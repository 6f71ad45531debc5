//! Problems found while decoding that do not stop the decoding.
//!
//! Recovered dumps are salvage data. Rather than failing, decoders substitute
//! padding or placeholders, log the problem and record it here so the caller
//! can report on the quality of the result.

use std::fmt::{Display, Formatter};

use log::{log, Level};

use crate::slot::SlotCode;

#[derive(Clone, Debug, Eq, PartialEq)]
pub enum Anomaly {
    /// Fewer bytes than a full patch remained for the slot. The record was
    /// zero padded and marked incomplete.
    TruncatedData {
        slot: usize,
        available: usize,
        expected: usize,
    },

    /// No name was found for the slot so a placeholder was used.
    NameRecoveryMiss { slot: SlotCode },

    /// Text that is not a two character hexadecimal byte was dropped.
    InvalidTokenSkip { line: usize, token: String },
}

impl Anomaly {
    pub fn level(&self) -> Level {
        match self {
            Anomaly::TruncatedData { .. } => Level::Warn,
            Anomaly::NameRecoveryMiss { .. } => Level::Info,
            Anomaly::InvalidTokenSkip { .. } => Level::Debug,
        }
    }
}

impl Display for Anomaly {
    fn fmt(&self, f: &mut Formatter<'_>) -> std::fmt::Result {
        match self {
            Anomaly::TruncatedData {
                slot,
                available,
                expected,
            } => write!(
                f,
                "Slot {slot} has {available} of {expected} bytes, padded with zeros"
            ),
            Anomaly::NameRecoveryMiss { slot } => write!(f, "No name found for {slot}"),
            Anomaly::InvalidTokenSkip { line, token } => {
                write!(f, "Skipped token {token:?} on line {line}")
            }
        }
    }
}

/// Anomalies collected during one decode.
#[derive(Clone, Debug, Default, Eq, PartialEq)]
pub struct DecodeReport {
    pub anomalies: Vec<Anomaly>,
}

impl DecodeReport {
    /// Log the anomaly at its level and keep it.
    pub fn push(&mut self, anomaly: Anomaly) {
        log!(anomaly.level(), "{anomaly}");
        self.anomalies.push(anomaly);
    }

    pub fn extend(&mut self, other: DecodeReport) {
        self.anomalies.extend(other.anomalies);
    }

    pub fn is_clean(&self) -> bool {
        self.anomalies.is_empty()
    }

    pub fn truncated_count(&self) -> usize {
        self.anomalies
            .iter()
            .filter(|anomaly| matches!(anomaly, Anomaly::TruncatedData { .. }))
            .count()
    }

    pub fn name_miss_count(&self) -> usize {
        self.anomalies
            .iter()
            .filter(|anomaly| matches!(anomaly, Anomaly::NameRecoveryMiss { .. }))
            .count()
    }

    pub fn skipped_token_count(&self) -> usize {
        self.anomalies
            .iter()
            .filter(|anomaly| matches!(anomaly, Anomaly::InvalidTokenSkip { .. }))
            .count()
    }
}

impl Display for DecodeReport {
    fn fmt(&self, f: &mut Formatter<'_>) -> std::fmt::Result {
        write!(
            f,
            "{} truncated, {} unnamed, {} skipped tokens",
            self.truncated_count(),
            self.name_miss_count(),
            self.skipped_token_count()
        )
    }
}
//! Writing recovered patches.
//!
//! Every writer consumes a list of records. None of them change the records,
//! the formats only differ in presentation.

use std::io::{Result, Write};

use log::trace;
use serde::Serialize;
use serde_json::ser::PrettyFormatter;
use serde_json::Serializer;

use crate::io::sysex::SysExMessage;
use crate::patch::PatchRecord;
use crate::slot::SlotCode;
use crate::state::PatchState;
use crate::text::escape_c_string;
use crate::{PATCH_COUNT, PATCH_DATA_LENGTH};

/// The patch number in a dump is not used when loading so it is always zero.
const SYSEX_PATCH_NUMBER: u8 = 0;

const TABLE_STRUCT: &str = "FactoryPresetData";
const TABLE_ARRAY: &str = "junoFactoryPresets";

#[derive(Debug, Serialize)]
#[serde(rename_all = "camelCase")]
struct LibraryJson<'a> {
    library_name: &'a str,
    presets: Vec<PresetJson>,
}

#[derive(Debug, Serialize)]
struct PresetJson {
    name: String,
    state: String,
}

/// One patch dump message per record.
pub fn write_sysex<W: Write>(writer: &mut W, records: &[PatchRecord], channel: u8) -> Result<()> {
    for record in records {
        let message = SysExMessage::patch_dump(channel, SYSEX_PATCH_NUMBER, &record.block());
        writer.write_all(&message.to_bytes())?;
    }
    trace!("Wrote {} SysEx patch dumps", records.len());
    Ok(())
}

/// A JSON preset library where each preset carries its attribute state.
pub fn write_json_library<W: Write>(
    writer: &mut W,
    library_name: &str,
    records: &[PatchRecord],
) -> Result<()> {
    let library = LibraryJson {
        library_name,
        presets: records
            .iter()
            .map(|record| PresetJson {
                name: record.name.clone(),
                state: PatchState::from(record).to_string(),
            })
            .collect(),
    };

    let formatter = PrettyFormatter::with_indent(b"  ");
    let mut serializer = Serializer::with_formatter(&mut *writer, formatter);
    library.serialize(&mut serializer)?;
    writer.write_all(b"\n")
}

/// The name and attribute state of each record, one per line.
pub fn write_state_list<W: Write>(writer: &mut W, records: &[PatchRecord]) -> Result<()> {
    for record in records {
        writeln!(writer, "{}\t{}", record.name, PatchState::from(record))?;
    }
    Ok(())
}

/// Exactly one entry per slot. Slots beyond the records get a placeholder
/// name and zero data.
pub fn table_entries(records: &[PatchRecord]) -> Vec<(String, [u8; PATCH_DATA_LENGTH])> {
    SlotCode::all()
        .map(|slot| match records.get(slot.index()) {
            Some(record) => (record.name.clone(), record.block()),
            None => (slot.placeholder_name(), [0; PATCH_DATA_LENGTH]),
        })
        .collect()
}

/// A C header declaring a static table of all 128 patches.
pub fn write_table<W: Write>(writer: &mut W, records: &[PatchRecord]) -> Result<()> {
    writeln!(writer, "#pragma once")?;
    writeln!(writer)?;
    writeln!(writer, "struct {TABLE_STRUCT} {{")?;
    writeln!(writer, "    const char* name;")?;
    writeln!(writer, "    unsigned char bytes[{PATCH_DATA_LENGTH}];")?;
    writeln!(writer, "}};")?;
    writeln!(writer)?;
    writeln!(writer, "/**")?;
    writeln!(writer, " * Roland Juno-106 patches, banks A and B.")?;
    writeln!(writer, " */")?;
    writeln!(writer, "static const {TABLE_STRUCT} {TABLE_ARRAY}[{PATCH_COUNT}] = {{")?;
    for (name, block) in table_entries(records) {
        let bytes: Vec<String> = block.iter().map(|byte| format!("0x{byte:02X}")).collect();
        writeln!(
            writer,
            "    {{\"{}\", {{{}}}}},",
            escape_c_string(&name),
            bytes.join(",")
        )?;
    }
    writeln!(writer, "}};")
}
======
## Task to carry out
In how many lines of the listing does the word "DecodeReport" appear? Give the number and no other words.

## Problem solution
4